» Problem
Beneath this instruction is a listing. Transcribe from it only the stretch from the line with "filename courier-std/src/lib.rs" through the line with "pub mod testing;", both end lines included, exactly as written.
"""
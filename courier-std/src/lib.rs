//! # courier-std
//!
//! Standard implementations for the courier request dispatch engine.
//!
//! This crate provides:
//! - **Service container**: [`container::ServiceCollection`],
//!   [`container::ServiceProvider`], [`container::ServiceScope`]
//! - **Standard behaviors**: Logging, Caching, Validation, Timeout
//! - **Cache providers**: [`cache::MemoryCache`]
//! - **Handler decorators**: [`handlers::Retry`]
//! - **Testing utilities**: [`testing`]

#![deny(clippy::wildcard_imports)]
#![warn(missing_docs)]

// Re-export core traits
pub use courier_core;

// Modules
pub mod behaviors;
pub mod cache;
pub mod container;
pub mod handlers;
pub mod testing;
"""
"""
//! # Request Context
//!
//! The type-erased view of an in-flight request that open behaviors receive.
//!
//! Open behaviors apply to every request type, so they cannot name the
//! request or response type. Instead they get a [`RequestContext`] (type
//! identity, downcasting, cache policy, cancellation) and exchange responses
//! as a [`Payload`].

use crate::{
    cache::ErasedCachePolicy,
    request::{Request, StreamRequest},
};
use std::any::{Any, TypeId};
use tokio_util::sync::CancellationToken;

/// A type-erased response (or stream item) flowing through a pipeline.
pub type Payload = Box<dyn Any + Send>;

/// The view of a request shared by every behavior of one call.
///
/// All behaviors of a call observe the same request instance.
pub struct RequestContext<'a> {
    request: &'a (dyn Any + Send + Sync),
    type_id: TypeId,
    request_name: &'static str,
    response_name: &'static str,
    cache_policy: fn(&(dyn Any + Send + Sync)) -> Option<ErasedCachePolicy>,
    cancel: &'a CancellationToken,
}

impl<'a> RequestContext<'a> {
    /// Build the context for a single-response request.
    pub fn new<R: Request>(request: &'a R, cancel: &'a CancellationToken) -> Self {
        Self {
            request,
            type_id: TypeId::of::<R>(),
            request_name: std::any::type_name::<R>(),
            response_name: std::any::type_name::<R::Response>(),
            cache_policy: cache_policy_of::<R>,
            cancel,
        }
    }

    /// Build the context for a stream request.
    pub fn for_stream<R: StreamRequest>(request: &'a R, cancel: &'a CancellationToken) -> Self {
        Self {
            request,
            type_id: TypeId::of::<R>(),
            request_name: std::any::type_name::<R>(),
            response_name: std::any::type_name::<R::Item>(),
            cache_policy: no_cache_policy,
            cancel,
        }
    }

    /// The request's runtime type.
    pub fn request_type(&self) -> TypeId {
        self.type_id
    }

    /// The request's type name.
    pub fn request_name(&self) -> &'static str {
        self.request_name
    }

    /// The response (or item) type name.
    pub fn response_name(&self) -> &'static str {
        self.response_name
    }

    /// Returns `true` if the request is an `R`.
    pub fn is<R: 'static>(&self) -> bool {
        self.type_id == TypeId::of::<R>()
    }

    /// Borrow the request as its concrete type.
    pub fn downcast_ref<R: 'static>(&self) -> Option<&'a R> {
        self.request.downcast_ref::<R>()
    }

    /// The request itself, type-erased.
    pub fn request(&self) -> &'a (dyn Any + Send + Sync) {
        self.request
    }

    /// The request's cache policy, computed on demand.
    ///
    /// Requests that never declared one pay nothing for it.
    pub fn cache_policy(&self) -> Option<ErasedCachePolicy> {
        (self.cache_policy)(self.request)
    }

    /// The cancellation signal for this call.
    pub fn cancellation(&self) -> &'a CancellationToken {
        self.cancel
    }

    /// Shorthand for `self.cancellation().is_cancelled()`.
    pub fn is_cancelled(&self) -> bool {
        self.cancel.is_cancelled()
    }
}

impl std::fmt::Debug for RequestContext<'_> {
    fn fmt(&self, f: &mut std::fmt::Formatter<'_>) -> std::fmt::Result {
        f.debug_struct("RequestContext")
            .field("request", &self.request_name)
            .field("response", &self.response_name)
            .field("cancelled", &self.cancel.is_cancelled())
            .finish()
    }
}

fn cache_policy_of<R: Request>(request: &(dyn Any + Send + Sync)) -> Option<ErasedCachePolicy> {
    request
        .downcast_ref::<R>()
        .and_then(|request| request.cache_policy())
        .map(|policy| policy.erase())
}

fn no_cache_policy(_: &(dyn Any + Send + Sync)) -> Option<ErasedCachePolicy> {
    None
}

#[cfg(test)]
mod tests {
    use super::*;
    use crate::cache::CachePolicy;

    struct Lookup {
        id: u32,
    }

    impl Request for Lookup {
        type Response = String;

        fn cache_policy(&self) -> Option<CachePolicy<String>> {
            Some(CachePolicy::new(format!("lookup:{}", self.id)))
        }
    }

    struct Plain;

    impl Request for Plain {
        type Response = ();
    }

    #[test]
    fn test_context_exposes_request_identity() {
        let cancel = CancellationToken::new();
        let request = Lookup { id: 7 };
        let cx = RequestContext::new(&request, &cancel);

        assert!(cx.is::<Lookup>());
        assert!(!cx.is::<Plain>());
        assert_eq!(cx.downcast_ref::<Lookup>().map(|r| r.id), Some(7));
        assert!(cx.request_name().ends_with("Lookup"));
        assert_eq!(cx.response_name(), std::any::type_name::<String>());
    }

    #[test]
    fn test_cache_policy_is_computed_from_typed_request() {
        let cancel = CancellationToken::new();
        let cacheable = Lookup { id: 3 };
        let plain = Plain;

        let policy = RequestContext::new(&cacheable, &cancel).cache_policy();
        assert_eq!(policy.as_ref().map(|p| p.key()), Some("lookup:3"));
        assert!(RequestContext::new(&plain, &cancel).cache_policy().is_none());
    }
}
"""
» Result of this exercise
filename courier-std/src/lib.rs
//! # courier-std
//!
//! Standard implementations for the courier request dispatch engine.
//!
//! This crate provides:
//! - **Service container**: [`container::ServiceCollection`],
//!   [`container::ServiceProvider`], [`container::ServiceScope`]
//! - **Standard behaviors**: Logging, Caching, Validation, Timeout
//! - **Cache providers**: [`cache::MemoryCache`]
//! - **Handler decorators**: [`handlers::Retry`]
//! - **Testing utilities**: [`testing`]

#![deny(clippy::wildcard_imports)]
#![warn(missing_docs)]

// Re-export core traits
pub use courier_core;

// Modules
pub mod behaviors;
pub mod cache;
pub mod container;
pub mod handlers;
pub mod testing;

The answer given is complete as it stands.